▶ [ENTRIES PROVIDED]
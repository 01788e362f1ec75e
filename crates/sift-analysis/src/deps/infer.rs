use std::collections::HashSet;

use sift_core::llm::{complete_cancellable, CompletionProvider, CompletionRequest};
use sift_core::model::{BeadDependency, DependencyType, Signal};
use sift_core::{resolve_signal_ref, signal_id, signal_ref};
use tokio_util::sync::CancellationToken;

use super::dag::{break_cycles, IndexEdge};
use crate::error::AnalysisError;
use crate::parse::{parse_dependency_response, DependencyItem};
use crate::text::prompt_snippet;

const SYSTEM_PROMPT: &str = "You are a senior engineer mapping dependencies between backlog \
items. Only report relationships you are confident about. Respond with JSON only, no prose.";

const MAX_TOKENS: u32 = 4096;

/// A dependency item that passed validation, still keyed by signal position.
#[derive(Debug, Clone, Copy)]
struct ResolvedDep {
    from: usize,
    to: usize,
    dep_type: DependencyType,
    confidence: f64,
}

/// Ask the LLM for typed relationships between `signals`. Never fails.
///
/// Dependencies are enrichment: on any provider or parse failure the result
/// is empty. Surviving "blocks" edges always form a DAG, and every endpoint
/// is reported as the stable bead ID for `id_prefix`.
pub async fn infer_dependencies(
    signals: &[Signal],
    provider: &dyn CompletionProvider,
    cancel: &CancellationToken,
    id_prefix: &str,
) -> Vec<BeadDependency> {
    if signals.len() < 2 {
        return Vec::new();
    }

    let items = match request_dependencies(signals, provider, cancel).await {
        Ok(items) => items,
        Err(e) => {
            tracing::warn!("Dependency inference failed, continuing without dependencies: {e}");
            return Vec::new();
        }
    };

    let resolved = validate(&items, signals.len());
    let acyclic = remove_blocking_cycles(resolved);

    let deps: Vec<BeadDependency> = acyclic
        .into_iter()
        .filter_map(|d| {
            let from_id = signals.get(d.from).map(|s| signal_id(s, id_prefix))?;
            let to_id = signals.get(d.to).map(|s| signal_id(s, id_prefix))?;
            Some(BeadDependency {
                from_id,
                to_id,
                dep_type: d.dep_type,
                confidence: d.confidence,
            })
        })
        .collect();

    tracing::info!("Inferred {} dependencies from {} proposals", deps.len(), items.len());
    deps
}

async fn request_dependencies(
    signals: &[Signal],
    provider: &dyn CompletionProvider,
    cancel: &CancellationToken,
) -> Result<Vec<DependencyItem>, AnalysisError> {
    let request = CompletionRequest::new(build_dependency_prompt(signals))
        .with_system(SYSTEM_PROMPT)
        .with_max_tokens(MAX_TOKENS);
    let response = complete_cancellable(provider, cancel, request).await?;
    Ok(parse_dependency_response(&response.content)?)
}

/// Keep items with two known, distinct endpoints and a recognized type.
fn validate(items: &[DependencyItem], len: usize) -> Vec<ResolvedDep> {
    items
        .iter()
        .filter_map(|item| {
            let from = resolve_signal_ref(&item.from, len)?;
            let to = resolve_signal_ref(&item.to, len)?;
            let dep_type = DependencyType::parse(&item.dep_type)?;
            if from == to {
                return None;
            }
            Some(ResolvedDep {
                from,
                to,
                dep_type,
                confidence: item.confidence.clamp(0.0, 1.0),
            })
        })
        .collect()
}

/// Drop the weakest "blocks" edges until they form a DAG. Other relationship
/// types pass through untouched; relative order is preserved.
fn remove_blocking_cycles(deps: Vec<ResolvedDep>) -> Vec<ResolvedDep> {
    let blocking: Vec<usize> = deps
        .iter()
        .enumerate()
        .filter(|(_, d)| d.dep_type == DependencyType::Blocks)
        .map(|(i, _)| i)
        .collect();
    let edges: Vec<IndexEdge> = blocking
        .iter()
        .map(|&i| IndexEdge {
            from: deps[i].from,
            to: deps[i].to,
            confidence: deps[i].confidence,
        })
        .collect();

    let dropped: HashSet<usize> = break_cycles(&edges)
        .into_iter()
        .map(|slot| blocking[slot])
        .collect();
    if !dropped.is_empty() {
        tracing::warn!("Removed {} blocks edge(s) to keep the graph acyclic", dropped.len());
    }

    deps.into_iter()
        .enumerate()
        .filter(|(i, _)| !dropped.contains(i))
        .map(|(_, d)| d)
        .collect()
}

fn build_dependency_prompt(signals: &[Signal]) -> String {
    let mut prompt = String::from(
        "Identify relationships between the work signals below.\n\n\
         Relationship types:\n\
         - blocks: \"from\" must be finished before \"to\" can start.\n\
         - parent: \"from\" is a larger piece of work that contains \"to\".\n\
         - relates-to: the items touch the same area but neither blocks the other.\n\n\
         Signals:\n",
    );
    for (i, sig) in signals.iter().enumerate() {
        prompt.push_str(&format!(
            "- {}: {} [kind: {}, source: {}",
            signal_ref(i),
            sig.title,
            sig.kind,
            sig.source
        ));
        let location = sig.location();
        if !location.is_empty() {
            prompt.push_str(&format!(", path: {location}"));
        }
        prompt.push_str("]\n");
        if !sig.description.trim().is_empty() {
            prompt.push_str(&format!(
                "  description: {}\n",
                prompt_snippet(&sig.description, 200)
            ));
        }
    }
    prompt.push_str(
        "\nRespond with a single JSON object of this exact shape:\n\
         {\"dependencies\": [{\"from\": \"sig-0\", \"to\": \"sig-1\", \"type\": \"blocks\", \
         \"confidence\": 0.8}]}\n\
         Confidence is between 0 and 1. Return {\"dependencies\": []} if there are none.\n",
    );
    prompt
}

▶ [WORK REQUIRED] The lines from the first of the entries through the line holding "#[derive(Debug, Clone, Copy)]" are to be restated word for word, and no others.

▶ [SOLVED EXERCISE]
repository 01788e362f1ec75e
filename crates/sift-analysis/src/deps/infer.rs
use std::collections::HashSet;

use sift_core::llm::{complete_cancellable, CompletionProvider, CompletionRequest};
use sift_core::model::{BeadDependency, DependencyType, Signal};
use sift_core::{resolve_signal_ref, signal_id, signal_ref};
use tokio_util::sync::CancellationToken;

use super::dag::{break_cycles, IndexEdge};
use crate::error::AnalysisError;
use crate::parse::{parse_dependency_response, DependencyItem};
use crate::text::prompt_snippet;

const SYSTEM_PROMPT: &str = "You are a senior engineer mapping dependencies between backlog \
items. Only report relationships you are confident about. Respond with JSON only, no prose.";

const MAX_TOKENS: u32 = 4096;

/// A dependency item that passed validation, still keyed by signal position.
#[derive(Debug, Clone, Copy)]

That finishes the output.